Cortes não são cegos…

Quinta-feira, 17 Setembro, 2020

Alberto Matos

dirigente do BE

Os cortes nas áreas sociais que se anunciam para o Orçamento 2012 são brutais, mas não cegos. A direita no Governo justifica as medidas anti-populares com a chantagem do acordo da “troika” e aproveita a destruição dos serviços públicos para abrir caminho às privatizações, alimentando as suas clientelas.
A saúde, o bem mais precioso – Portugal ocupa hoje um honroso 11.º lugar no ranking da OCDE, muito à frente dos EUA, por exemplo – está na mira do assalto que visa desarticular o SNS e escancarar as portas aos negócios das seguradoras e farmacêuticas que vivem das doenças, à custa da nossa saúde.
O fecho do laboratório de análises clínicas do Hospital de São Paulo, em Serpa, reduzido a um mero posto de colheita de sangue, é exemplar até pela reacção que provocou entre a população do concelho. Esta foi a última (?) medida da administração da ULSBA, nomeada pelo Governo PS, empenhada em facilitar a sucessão aos novos boys laranja – se não houver viragens de casaca…
Em Julho de 2011, o SAP do Hospital de Serpa foi substituído pelo chamado Serviço de Urgência Avançado, com promessas de melhoria da qualidade do atendimento que se revelaram uma autêntica fraude.
O serviço médico passou a ser assegurado por uma empresa de aluguer de mão-de-obra que trabalha “à peça”, sem articulação com o Centro de Saúde, sem conhecer os doentes e a sua história clínica.

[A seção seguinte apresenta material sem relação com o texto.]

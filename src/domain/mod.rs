// Copyright (c) 2025 - Cowboy AI, Inc.
//! Employee Domain Models
//!
//! Value objects with validation invariants used by the employee aggregate.
//! Every value object is immutable and can only be obtained through a
//! validating constructor, so an aggregate holding them never carries an
//! illegal primitive.
//!
//! # Value Objects with Invariants
//!
//! - [`RegistrationId`] - Positive whole number with 5 or 6 digits
//! - [`MonetaryAmount`] - Positive decimal with at most 2 fractional digits
//!
//! # Invariants
//!
//! Shared rule sets live in [`invariants`] as pure functions.

pub mod invariants;
pub mod monetary_amount;
pub mod registration_id;

// Re-export value objects
pub use monetary_amount::{InvalidAmount, InvalidPercentage, MonetaryAmount, PercentageError};
pub use registration_id::{InvalidRegistration, RegistrationId};
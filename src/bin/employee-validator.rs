// Copyright (c) 2025 - Cowboy AI, Inc.
//! Employee Validator
//!
//! Builds employee value objects from raw environment input and prints their
//! canonical serialized form, the way a boundary layer (HTTP handler, import
//! job) would before handing them to the aggregate.
//!
//! Run with:
//!   EMPLOYEE_REGISTRATION=12345 EMPLOYEE_SALARY=5000 cargo run --bin employee-validator
//!
//! Optional adjustments, applied in order bonus, deduction, raise:
//! - SALARY_BONUS: amount added to the salary
//! - SALARY_DEDUCTION: amount subtracted from the salary
//! - SALARY_RAISE_PERCENT: percentage increase (0, 100]

use anyhow::{Context, Result};
use cim_domain_employee::{MonetaryAmount, RegistrationId};
use rust_decimal::Decimal;
use serde::Serialize;
use std::env::VarError;
use std::str::FromStr;
use tracing::{debug, info};

/// Configuration for the validator
#[derive(Debug, Clone)]
struct ValidatorConfig {
    /// Raw registration number
    registration: String,
    /// Raw salary amount
    salary: String,
    /// Optional bonus added to the salary
    bonus: Option<Decimal>,
    /// Optional deduction subtracted from the salary
    deduction: Option<Decimal>,
    /// Optional percentage raise
    raise_percent: Option<Decimal>,
}

impl ValidatorConfig {
    /// Load configuration from environment variables
    fn from_env() -> Result<Self> {
        let registration =
            std::env::var("EMPLOYEE_REGISTRATION").context("EMPLOYEE_REGISTRATION not set")?;

        let salary = std::env::var("EMPLOYEE_SALARY").context("EMPLOYEE_SALARY not set")?;

        Ok(Self {
            registration,
            salary,
            bonus: optional_decimal("SALARY_BONUS")?,
            deduction: optional_decimal("SALARY_DEDUCTION")?,
            raise_percent: optional_decimal("SALARY_RAISE_PERCENT")?,
        })
    }
}

fn optional_decimal(key: &str) -> Result<Option<Decimal>> {
    match std::env::var(key) {
        Ok(raw) => Decimal::from_str(raw.trim())
            .map(Some)
            .with_context(|| format!("{key} is not a decimal number: {raw:?}")),
        Err(VarError::NotPresent) => Ok(None),
        Err(err) => Err(err).with_context(|| format!("{key} is not readable")),
    }
}

/// Serialized employee fields
#[derive(Debug, Serialize)]
struct EmployeeRecord {
    registration: RegistrationId,
    salary: MonetaryAmount,
}

fn main() -> Result<()> {
    // Initialize tracing
    tracing_subscriber::fmt()
        .with_env_filter(
            tracing_subscriber::EnvFilter::from_default_env()
                .add_directive(tracing::Level::INFO.into()),
        )
        .with_writer(std::io::stderr)
        .init();

    let config = ValidatorConfig::from_env()?;
    debug!(?config, "Configuration loaded");

    let registration: RegistrationId = config
        .registration
        .parse()
        .context("Invalid EMPLOYEE_REGISTRATION")?;
    info!(%registration, "Registration number accepted");

    let mut salary: MonetaryAmount = config.salary.parse().context("Invalid EMPLOYEE_SALARY")?;
    info!(%salary, "Salary accepted");

    if let Some(bonus) = config.bonus {
        salary = salary.add(bonus).context("Invalid SALARY_BONUS")?;
        info!(%bonus, %salary, "Bonus applied");
    }

    if let Some(deduction) = config.deduction {
        salary = salary
            .subtract(deduction)
            .context("Invalid SALARY_DEDUCTION")?;
        info!(%deduction, %salary, "Deduction applied");
    }

    if let Some(pct) = config.raise_percent {
        salary = salary
            .increase_by_percentage(pct)
            .context("Invalid SALARY_RAISE_PERCENT")?;
        info!(%pct, %salary, "Raise applied");
    }

    let record = EmployeeRecord {
        registration,
        salary,
    };
    println!("{}", serde_json::to_string(&record)?);

    Ok(())
}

E estes médicos têm vindo a fazer pressão para o encerramento do serviço de urgência, alegando falta de condições de trabalho – como aconteceu no passado, antes do fecho das cirurgias.
Está em risco a continuidade do serviço de Urgências em Serpa, a exemplo de Vendas Novas, onde a ARS Alentejo terminou o contrato com a empresa que fornecia médicos para o horário nocturno.
Há muito que o Hospital de São Paulo funciona de forma deficiente:

• A Urgência tem apenas uma equipa – médico e enfermeiro; por lei deveria ter dois médicos, dois enfermeiros e meios de diagnóstico 24 horas por dia;
• Desde 2010 que os exames de RX não têm relatório; em 1 de Janeiro de 2012, por imposição legal, o serviço de RX poderá encerrar se não for digitalizado;
• A fisioterapia ficou sem utentes externos ao hospital, por falta de transportes;
• Desde 1 de Outubro, só há médico no internamento durante a manhã;

A degradação contínua dos serviços do Hospital de Serpa não afecta só as Urgências: fechou a farmácia, acabaram as consultas externas de cirurgia, pequena cirurgia e ortopedia; só restam as de fisiatria e diabetes.
Esta situação afecta não só as populações do concelho de Serpa, mas toda a margem esquerda do Guadiana, em particular os idosos sem posses para pagar deslocações a Beja, Évora ou Lisboa. Até os bombeiros sentem a falta de serviços de transportes, uma vez que estes deixaram de ser comparticipados.
A melhoria das condições humanas e materiais de funcionamento do Hospital de São Paulo é indispensável à viabilização do prometido Serviço de Urgência Básica em Serpa – como em Moura, Castro Verde e Odemira – articulado com o Centro de Saúde e com os profissionais do SNS, na batalha diária da promoção e educação para a Saúde que vai muito além do mero combate às doenças.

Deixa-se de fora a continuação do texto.